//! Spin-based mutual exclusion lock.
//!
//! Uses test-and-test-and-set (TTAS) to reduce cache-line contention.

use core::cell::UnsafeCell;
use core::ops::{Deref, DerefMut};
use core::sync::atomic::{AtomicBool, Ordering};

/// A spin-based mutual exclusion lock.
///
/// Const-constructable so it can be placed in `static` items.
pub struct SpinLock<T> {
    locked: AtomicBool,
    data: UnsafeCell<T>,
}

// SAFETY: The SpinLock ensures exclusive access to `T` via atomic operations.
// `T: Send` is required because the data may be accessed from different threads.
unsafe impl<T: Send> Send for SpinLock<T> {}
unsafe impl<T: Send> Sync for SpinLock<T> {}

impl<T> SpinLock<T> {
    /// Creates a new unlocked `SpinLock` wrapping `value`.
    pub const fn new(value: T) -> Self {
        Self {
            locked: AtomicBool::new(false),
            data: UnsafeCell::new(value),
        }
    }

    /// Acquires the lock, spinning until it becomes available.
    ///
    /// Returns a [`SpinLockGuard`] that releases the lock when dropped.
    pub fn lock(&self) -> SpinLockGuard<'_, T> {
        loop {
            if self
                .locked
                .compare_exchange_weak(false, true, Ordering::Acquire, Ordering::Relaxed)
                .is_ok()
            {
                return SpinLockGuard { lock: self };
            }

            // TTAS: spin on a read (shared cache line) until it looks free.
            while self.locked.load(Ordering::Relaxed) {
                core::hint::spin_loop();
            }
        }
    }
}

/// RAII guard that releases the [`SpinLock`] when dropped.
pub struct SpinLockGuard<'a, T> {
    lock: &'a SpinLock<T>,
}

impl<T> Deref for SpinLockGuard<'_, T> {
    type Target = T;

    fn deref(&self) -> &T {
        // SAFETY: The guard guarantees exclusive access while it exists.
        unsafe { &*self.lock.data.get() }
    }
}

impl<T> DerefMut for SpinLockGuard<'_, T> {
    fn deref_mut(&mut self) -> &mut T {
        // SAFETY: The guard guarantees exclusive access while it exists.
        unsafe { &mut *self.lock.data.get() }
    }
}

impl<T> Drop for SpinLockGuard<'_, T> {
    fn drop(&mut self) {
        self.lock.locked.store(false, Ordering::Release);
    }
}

——————

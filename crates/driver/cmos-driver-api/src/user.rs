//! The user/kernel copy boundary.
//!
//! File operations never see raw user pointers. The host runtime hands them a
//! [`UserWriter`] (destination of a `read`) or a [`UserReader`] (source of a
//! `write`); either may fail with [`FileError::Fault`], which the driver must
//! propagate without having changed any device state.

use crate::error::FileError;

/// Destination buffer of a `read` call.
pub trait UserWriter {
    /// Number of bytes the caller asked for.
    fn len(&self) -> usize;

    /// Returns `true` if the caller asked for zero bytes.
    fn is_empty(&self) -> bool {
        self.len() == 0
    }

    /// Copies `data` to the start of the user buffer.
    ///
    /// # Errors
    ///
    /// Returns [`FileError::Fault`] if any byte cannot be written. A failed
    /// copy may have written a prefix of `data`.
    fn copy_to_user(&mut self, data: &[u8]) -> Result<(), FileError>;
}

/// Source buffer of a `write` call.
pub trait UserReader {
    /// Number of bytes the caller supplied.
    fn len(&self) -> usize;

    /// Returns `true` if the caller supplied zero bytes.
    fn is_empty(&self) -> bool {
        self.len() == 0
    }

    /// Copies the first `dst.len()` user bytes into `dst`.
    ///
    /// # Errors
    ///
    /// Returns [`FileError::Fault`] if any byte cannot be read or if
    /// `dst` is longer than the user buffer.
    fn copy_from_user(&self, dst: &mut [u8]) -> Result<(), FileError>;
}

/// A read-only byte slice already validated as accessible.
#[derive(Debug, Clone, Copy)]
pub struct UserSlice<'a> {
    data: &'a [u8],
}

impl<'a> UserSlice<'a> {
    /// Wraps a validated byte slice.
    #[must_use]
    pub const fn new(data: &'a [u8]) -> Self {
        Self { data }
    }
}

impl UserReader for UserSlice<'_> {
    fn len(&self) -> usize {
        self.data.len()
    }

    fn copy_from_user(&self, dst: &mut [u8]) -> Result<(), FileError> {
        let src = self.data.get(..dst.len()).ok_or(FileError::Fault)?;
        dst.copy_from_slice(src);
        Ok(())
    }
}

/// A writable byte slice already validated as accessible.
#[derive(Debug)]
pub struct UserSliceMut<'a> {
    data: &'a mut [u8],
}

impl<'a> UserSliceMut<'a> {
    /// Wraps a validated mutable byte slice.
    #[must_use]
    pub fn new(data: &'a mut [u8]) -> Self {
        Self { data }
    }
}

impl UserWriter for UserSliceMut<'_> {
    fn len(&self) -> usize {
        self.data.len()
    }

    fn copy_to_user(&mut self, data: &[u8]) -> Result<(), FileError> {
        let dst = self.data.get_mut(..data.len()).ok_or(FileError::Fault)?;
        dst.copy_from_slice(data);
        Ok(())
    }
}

——————

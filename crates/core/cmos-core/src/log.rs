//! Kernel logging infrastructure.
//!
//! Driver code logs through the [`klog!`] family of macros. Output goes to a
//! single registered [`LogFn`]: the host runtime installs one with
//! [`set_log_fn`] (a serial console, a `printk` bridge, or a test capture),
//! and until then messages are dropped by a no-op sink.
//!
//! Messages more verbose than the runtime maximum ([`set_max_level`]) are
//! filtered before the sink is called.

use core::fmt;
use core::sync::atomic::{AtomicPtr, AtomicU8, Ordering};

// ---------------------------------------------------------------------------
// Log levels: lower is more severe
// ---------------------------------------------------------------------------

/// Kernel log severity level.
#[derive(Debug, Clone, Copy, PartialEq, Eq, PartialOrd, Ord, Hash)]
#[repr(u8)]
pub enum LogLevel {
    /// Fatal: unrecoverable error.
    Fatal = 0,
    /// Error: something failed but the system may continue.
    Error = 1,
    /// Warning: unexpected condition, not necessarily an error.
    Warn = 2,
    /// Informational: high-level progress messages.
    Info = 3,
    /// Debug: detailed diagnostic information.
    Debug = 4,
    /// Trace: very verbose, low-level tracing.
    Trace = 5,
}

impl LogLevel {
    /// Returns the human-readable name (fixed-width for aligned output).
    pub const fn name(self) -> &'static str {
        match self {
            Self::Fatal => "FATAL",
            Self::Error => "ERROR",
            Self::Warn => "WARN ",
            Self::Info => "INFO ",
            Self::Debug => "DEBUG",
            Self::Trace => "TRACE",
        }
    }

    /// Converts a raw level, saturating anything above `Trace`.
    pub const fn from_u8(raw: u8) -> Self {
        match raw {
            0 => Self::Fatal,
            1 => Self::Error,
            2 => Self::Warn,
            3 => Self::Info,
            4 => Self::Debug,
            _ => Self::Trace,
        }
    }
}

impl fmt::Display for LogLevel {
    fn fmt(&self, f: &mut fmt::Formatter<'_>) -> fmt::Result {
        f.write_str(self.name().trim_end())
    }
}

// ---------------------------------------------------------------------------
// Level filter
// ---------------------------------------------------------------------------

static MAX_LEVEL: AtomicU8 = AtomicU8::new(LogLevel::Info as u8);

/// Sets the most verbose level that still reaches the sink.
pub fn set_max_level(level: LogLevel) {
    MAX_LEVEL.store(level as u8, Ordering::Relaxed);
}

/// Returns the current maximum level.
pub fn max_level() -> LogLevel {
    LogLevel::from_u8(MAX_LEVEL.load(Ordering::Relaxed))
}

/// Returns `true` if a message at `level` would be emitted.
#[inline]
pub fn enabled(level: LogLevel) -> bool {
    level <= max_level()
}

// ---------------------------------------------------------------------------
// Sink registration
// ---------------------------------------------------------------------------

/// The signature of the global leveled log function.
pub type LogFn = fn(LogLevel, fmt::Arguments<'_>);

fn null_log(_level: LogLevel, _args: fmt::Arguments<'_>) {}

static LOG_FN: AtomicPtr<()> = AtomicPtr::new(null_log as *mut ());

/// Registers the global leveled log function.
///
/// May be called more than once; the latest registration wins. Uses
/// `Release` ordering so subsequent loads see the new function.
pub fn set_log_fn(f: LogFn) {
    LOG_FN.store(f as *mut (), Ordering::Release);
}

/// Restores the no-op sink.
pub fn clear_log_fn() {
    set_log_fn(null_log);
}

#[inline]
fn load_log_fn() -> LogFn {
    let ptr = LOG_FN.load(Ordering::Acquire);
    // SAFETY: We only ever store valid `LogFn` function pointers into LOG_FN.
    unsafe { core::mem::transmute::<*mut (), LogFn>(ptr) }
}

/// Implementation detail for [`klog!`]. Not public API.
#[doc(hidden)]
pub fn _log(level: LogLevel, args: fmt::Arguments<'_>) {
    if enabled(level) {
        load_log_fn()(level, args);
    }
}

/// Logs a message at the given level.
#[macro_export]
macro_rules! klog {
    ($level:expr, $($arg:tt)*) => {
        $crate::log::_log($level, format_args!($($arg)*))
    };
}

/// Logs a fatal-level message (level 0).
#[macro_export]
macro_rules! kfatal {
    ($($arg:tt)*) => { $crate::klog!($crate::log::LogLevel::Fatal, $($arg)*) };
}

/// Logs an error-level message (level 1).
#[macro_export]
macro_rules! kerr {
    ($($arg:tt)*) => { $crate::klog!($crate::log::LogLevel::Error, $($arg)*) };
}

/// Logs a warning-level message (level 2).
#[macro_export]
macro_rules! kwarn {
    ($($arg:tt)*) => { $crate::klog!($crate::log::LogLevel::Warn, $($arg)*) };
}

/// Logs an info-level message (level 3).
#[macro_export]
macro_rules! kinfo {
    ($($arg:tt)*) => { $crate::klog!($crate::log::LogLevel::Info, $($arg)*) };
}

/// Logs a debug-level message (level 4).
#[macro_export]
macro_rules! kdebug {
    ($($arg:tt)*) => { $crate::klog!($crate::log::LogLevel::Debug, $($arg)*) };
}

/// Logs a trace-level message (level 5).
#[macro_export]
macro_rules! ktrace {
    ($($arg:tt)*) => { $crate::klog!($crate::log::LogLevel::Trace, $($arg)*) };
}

——————

◆ **Problem**:
Using the records above, copy all lines that include the word "value".

◆ **Response to the exercise**:
    /// Creates a new unlocked `SpinLock` wrapping `value`.
    pub const fn new(value: T) -> Self {
            data: UnsafeCell::new(value),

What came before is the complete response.